**WHAT YOU SHOULD DO:** Please print all of the records that follow with nothing altered.

Stored data entries
——————
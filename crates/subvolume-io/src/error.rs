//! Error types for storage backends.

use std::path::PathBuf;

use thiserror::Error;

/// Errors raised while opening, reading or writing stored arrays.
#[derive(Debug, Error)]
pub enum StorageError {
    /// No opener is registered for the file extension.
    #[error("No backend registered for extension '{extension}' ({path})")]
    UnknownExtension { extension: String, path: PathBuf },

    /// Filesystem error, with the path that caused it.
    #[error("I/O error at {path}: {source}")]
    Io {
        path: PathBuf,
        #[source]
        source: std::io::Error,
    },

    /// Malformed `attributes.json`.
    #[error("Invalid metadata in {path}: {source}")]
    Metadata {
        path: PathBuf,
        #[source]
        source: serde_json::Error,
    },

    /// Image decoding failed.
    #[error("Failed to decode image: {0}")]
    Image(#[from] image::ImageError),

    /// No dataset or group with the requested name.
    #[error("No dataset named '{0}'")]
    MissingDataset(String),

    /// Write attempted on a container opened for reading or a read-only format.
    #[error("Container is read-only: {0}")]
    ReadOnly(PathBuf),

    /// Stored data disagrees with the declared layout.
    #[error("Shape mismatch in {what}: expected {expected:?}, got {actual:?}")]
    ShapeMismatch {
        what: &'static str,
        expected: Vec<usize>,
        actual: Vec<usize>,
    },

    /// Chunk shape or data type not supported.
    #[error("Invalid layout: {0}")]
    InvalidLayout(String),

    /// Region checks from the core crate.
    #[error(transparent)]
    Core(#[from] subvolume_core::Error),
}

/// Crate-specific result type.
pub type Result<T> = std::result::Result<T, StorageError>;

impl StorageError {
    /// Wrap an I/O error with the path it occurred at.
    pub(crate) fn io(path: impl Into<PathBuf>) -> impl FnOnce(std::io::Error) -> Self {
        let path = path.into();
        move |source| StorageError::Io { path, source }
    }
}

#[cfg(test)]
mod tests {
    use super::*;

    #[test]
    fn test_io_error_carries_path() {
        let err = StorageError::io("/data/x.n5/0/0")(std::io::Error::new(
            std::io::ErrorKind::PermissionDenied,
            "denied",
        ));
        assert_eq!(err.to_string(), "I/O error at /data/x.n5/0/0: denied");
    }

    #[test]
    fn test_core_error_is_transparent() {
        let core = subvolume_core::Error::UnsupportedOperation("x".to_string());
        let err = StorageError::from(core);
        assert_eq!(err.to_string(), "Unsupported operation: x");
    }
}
——————
**SOLUTION TO THIS EXERCISE:**
filename crates/subvolume-io/src/error.rs
//! Error types for storage backends.

use std::path::PathBuf;

use thiserror::Error;

/// Errors raised while opening, reading or writing stored arrays.
#[derive(Debug, Error)]
pub enum StorageError {
    /// No opener is registered for the file extension.
    #[error("No backend registered for extension '{extension}' ({path})")]
    UnknownExtension { extension: String, path: PathBuf },

    /// Filesystem error, with the path that caused it.
    #[error("I/O error at {path}: {source}")]
    Io {
        path: PathBuf,
        #[source]
        source: std::io::Error,
    },

    /// Malformed `attributes.json`.
    #[error("Invalid metadata in {path}: {source}")]
    Metadata {
        path: PathBuf,
        #[source]
        source: serde_json::Error,
    },

    /// Image decoding failed.
    #[error("Failed to decode image: {0}")]
    Image(#[from] image::ImageError),

    /// No dataset or group with the requested name.
    #[error("No dataset named '{0}'")]
    MissingDataset(String),

    /// Write attempted on a container opened for reading or a read-only format.
    #[error("Container is read-only: {0}")]
    ReadOnly(PathBuf),

    /// Stored data disagrees with the declared layout.
    #[error("Shape mismatch in {what}: expected {expected:?}, got {actual:?}")]
    ShapeMismatch {
        what: &'static str,
        expected: Vec<usize>,
        actual: Vec<usize>,
    },

    /// Chunk shape or data type not supported.
    #[error("Invalid layout: {0}")]
    InvalidLayout(String),

    /// Region checks from the core crate.
    #[error(transparent)]
    Core(#[from] subvolume_core::Error),
}

/// Crate-specific result type.
pub type Result<T> = std::result::Result<T, StorageError>;

impl StorageError {
    /// Wrap an I/O error with the path it occurred at.
    pub(crate) fn io(path: impl Into<PathBuf>) -> impl FnOnce(std::io::Error) -> Self {
        let path = path.into();
        move |source| StorageError::Io { path, source }
    }
}

#[cfg(test)]
mod tests {
    use super::*;

    #[test]
    fn test_io_error_carries_path() {
        let err = StorageError::io("/data/x.n5/0/0")(std::io::Error::new(
            std::io::ErrorKind::PermissionDenied,
            "denied",
        ));
        assert_eq!(err.to_string(), "I/O error at /data/x.n5/0/0: denied");
    }

    #[test]
    fn test_core_error_is_transparent() {
        let core = subvolume_core::Error::UnsupportedOperation("x".to_string());
        let err = StorageError::from(core);
        assert_eq!(err.to_string(), "Unsupported operation: x");
    }
}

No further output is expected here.